The following is my review of Chiesa cattolica e minoranze in Italia nella prima metà del novecento: Il caso Veneto a confront, ed. By Raffaella Perin. The review appeared in the Catholic Historical Review, winter 2015, vol. 101, no. 1, pp. 171-172.

With antisemitism in Italy on the rise, any new research about this intractable problem is welcome. In their study of the Church’s response to minority groups in Italy from 1900 to 1950, Rafaella Perin and her fellow authors present important information about the country’s Protestants and Masons, but the Jewish problem dominates the book. In general, the authors criticize the Church for its antagonistic relations with Italian Jews.

Yet the Church’s relentless, almost obsessive, centuries-long compulsion in Italy to convert the Jews illustrates a key difference between what the authors in this anthology call anti-Jewishness and antisemitism. Anti-Jewishness involves an antipathy toward Jewish culture, particularly its tribalism. The Catholic version of anti-Jewishness allows hope for the Jews, if only they can see Christ. Antisemites see no hope for them. They are fated by blood to be what they are: the cause of everything that is wrong in the world.

It requires a complete lapse of faith and a repudiation of Christ himself for a Catholic to become an antisemite. The ethnicity of Jesus is an insurmountable problem for a would-be Catholic antisemite who retains any understanding at all about the faith. The Church opposed the racism of the Fascists when, influenced by the Nazi regime, they promulgated the racial laws of 1938. Cardinal Alfredo Ildefonso Schuster, archbishop of Milan, publicly attacked Nazi antisemitism as a flagrantly anti-Christian heresy.

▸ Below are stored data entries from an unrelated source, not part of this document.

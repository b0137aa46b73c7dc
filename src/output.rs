//! CLI output formatting.
//!
//! # Information-First Display
//!
//! Output leads with what a page *is* (its title or route) and shows files
//! and slugs as indented context. The check output reads as a content
//! inventory; the build output reads as a route table.
//!
//! # Output Format
//!
//! ## Check
//!
//! ```text
//! Services
//! 001 Managed IT Services [IT Management and Support]
//!     Slug: managed-it-services
//!     CTA: Schedule a Free Consultation
//! 002 Legacy Offering [Cybersecurity]
//!     Slug: legacy-offering
//!     Detail: missing (not rendered)
//!
//! Resources (11 posts, 2 pages)
//! 001 Spotting Phishing Emails
//!     Slug: spotting-phishing-emails
//!     Dec 1, 2025 · 5 min read
//!
//! Config
//!     site.url: https://quadtechconsulting.com
//!     assets: content/assets/
//! ```
//!
//! ## Build
//!
//! ```text
//! / → index.html
//! /services → services/index.html
//! /resources?page=2 → resources/page/2/index.html
//!
//! Generated 35 pages, sitemap.xml, robots.txt (12 assets, 412.8 KB)
//! ```
//!
//! # Architecture
//!
//! Each command has a `format_*` function (returns `Vec<String>`) for
//! testability and a `print_*` wrapper that writes to stdout. Format
//! functions are pure.

use crate::catalog::Catalog;
use crate::config::SiteConfig;
use crate::generate::BuildReport;
use crate::paginate::{self, RESOURCES_PER_PAGE};
use crate::routes::RouteError;
use crate::types::format_date_short;
use std::path::Path;

/// Longest description shown in check output before truncation.
const DESCRIPTION_WIDTH: usize = 72;

// ============================================================================
// Shared display helpers
// ============================================================================

/// Format a 1-based positional index as 3-digit zero-padded.
fn format_index(pos: usize) -> String {
    format!("{:0>3}", pos)
}

/// Return indentation string: 4 spaces per depth level.
fn indent(depth: usize) -> String {
    "    ".repeat(depth)
}

/// Truncate text to `max` characters, appending `...` if truncated.
fn truncate_desc(text: &str, max: usize) -> String {
    if text.chars().count() <= max {
        text.to_string()
    } else {
        let cut: String = text.chars().take(max).collect();
        format!("{}...", cut.trim_end())
    }
}

fn format_size(bytes: usize) -> String {
    if bytes < 1024 {
        format!("{bytes} B")
    } else {
        format!("{:.1} KB", bytes as f64 / 1024.0)
    }
}

fn plural(n: usize, one: &str, many: &str) -> String {
    if n == 1 {
        format!("{n} {one}")
    } else {
        format!("{n} {many}")
    }
}

// ============================================================================
// Check
// ============================================================================

/// Format the content inventory printed by `check`.
pub fn format_check_output(
    catalog: &Catalog,
    config: &SiteConfig,
    source_root: &Path,
) -> Vec<String> {
    let mut lines = vec!["Services".to_string()];
    for (i, service) in catalog.services().iter().enumerate() {
        lines.push(format!(
            "{} {} [{}]",
            format_index(i + 1),
            service.title,
            service.category.name()
        ));
        lines.push(format!("{}Slug: {}", indent(1), service.slug));
        match catalog.service_detail(&service.slug) {
            Some(detail) => lines.push(format!("{}CTA: {}", indent(1), detail.cta_text)),
            None => lines.push(format!("{}Detail: missing (not rendered)", indent(1))),
        }
    }

    let posts = catalog.resource_posts();
    let pages = paginate::total_pages(posts.len(), RESOURCES_PER_PAGE);
    lines.push(String::new());
    lines.push(format!(
        "Resources ({}, {})",
        plural(posts.len(), "post", "posts"),
        plural(pages, "page", "pages")
    ));
    for (i, post) in posts.iter().enumerate() {
        lines.push(format!("{} {}", format_index(i + 1), post.title));
        lines.push(format!("{}Slug: {}", indent(1), post.slug));
        lines.push(format!(
            "{}{} · {}",
            indent(1),
            format_date_short(post.date),
            post.reading_time
        ));
        lines.push(format!(
            "{}{}",
            indent(1),
            truncate_desc(&post.description, DESCRIPTION_WIDTH)
        ));
    }

    let assets = source_root.join(&config.build.assets_dir);
    lines.push(String::new());
    lines.push("Config".to_string());
    lines.push(format!("{}site.url: {}", indent(1), config.base_url()));
    if let Some(catalog_file) = &config.build.catalog {
        lines.push(format!("{}catalog: {}", indent(1), source_root.join(catalog_file).display()));
    }
    let assets_note = if assets.is_dir() { "" } else { " (missing)" };
    lines.push(format!("{}assets: {}/{}", indent(1), assets.display(), assets_note));
    lines
}

pub fn print_check_output(catalog: &Catalog, config: &SiteConfig, source_root: &Path) {
    for line in format_check_output(catalog, config, source_root) {
        println!("{}", line);
    }
}

// ============================================================================
// Build
// ============================================================================

/// Format the route table and summary printed by `build`.
pub fn format_build_output(report: &BuildReport) -> Vec<String> {
    let mut lines: Vec<String> = report
        .files
        .iter()
        .map(|f| format!("{} → {}", f.path, f.file))
        .collect();
    lines.push(String::new());
    lines.push(format!(
        "Generated {}, sitemap.xml, robots.txt ({}, {})",
        plural(report.page_count(), "page", "pages"),
        plural(report.assets_copied, "asset", "assets"),
        format_size(report.total_bytes())
    ));
    lines
}

pub fn print_build_output(report: &BuildReport) {
    for line in format_build_output(report) {
        println!("{}", line);
    }
}

// ============================================================================
// Render
// ============================================================================

/// Explain why `render` could not produce a page.
pub fn format_route_error(request: &str, err: &RouteError) -> Vec<String> {
    let mut lines = vec![format!("{} {}: {}", err.status(), request, err)];
    if let RouteError::OutOfRange { total_pages, .. } = err {
        lines.push(format!("{}valid pages: 1..={}", indent(1), total_pages));
    }
    lines
}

Jews historically came under implacable criticism from the Church, however, not for the taint of their blood, but for their perceived clannish obstinacy in rejecting the Gospel of the Church Universal. The authors of this collection draw mainly on the diocesan literature of the period from the Veneto, in the northeastern part of the country, for their arguments about the Church’s perception of Jews, Protestants, and Masons as the country’s archetypal anti-Catholics. These three groups formed a de facto alliance, later joined by socialists and communists, engaging in what Catholic authors believed to be a relentless struggle to harm the Church, to ridicule its traditionalist beliefs, and to banish it from the public sphere.

In the Italian Catholic mind, the Protestant Reformation bore primary responsibility for undermining the unity of Western Christendom. Martin Luther would not be alone, Catholics charged, in rebelling against the moral guardian of Western civilization in Rome. For the Church, the Protestant Reformation had set in motion a historical dialectic of civilization-disorienting falsehoods leading inevitably to the moral confusion and desolation of modern times.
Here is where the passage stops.